---- Records shown

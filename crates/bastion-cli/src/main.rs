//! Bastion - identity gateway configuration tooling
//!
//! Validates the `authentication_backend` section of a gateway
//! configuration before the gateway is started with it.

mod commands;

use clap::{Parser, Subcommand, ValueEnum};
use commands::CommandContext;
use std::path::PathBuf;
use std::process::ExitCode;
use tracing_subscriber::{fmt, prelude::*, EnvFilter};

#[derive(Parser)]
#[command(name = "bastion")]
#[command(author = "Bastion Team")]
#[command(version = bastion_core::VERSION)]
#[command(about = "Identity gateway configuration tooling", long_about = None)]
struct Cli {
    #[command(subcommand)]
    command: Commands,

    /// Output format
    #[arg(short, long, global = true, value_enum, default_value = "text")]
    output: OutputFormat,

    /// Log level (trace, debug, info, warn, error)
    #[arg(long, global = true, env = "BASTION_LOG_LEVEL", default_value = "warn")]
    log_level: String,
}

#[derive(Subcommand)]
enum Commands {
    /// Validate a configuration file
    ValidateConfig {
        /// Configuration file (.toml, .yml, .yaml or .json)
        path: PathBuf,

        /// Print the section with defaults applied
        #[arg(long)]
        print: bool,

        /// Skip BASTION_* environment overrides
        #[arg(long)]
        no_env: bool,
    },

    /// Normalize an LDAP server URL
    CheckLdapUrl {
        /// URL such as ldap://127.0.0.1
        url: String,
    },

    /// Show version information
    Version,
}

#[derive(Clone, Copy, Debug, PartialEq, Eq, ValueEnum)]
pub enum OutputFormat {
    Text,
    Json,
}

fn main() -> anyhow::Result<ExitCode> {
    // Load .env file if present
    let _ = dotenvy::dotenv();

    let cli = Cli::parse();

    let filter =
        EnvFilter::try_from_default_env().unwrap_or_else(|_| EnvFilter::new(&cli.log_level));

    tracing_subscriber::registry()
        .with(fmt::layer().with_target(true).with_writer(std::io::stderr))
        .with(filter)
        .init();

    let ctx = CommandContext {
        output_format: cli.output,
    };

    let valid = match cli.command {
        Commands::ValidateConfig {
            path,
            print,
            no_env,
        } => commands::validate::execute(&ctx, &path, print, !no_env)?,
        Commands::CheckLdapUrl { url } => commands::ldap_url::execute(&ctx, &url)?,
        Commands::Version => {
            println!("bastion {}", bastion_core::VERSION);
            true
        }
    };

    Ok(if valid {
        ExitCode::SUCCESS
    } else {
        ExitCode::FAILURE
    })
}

--------

**Exercise instructions:** Count up the lines above in which the word "CommandContext" appears, and give nothing but that count.

**Solution:** 2